> **EXERCISE PROMPT**
Once you have located the line containing "async fn get_secret_value(&self, request: GetSecretValue)" in the material below, return it exactly along with each line after it through the line containing "async fn put_secret_value(&self, request: PutSecretValue)".
#### THE DATA ####
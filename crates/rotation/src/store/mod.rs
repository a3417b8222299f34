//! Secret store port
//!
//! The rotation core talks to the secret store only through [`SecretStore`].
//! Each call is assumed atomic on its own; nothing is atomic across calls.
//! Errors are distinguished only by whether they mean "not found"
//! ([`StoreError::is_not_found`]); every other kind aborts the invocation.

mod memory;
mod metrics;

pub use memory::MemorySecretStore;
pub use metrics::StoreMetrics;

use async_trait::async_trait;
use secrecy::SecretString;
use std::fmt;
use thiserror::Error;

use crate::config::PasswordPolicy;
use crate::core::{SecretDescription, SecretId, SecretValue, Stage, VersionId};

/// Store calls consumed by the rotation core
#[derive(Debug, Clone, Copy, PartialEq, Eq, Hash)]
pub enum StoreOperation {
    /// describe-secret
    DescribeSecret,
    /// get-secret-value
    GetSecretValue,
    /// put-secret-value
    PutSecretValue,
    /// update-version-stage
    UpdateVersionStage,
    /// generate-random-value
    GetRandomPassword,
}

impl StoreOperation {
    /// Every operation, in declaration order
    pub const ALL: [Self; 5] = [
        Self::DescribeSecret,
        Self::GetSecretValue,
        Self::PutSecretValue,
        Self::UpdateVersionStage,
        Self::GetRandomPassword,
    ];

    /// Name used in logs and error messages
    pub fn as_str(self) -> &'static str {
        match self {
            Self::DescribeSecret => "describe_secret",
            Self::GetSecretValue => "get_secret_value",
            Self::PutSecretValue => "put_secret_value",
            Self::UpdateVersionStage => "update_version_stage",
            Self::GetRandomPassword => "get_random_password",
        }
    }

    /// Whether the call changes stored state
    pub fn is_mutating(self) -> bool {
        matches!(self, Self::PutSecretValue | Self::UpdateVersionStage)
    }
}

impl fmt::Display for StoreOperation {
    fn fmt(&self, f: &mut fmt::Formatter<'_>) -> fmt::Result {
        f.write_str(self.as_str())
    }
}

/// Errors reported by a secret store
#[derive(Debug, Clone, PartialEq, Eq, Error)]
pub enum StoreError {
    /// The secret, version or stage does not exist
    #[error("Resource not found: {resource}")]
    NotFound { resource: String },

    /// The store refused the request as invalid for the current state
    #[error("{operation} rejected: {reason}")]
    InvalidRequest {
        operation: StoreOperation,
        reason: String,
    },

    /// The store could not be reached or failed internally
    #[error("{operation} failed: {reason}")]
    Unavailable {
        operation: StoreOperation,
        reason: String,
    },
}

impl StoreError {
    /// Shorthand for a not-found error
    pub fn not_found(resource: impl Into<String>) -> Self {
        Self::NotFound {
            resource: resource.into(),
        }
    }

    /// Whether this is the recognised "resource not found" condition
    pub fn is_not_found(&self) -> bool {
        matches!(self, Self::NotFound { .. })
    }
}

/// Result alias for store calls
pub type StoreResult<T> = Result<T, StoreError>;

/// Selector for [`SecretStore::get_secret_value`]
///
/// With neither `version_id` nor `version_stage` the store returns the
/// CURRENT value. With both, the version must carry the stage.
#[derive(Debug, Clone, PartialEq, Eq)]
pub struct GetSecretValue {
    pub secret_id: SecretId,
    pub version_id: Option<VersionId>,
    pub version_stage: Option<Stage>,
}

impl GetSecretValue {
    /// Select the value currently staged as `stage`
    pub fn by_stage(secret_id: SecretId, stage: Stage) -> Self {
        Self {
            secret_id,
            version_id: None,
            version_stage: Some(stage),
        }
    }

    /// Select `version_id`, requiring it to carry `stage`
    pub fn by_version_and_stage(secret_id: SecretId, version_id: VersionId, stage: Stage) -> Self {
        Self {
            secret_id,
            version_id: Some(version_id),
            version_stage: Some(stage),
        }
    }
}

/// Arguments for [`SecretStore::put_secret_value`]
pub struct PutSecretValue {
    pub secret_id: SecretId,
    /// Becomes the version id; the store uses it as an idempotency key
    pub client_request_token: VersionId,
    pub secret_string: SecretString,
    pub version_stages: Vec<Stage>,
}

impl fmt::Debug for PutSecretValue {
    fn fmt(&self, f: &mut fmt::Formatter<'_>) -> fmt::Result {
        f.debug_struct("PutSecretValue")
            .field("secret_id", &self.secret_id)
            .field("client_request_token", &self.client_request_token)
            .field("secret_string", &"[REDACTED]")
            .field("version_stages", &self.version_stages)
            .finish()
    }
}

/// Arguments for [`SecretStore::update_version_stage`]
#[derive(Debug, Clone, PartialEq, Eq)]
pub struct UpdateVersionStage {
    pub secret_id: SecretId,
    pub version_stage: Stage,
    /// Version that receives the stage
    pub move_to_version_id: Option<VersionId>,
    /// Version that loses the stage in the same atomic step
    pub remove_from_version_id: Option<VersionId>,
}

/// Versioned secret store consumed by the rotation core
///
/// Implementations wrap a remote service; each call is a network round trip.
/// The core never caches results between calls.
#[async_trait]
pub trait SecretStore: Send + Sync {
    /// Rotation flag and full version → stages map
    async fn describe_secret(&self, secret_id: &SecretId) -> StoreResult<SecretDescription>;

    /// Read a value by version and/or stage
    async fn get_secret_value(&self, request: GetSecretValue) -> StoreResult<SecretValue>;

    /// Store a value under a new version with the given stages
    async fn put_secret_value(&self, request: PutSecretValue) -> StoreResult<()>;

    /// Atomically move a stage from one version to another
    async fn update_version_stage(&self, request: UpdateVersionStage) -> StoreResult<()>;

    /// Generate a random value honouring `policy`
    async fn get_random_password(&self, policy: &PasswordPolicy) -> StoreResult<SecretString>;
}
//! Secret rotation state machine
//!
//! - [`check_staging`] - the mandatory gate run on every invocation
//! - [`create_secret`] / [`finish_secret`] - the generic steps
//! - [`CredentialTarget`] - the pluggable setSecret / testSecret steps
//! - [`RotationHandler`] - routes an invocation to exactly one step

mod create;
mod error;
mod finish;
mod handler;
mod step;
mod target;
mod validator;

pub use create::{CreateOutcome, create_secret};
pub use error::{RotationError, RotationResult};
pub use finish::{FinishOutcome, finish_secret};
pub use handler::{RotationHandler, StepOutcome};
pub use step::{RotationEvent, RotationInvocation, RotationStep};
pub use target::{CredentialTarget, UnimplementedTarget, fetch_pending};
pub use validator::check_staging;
####
> **TASK ANSWER**
    async fn get_secret_value(&self, request: GetSecretValue) -> StoreResult<SecretValue>;

    /// Store a value under a new version with the given stages
    async fn put_secret_value(&self, request: PutSecretValue) -> StoreResult<()>;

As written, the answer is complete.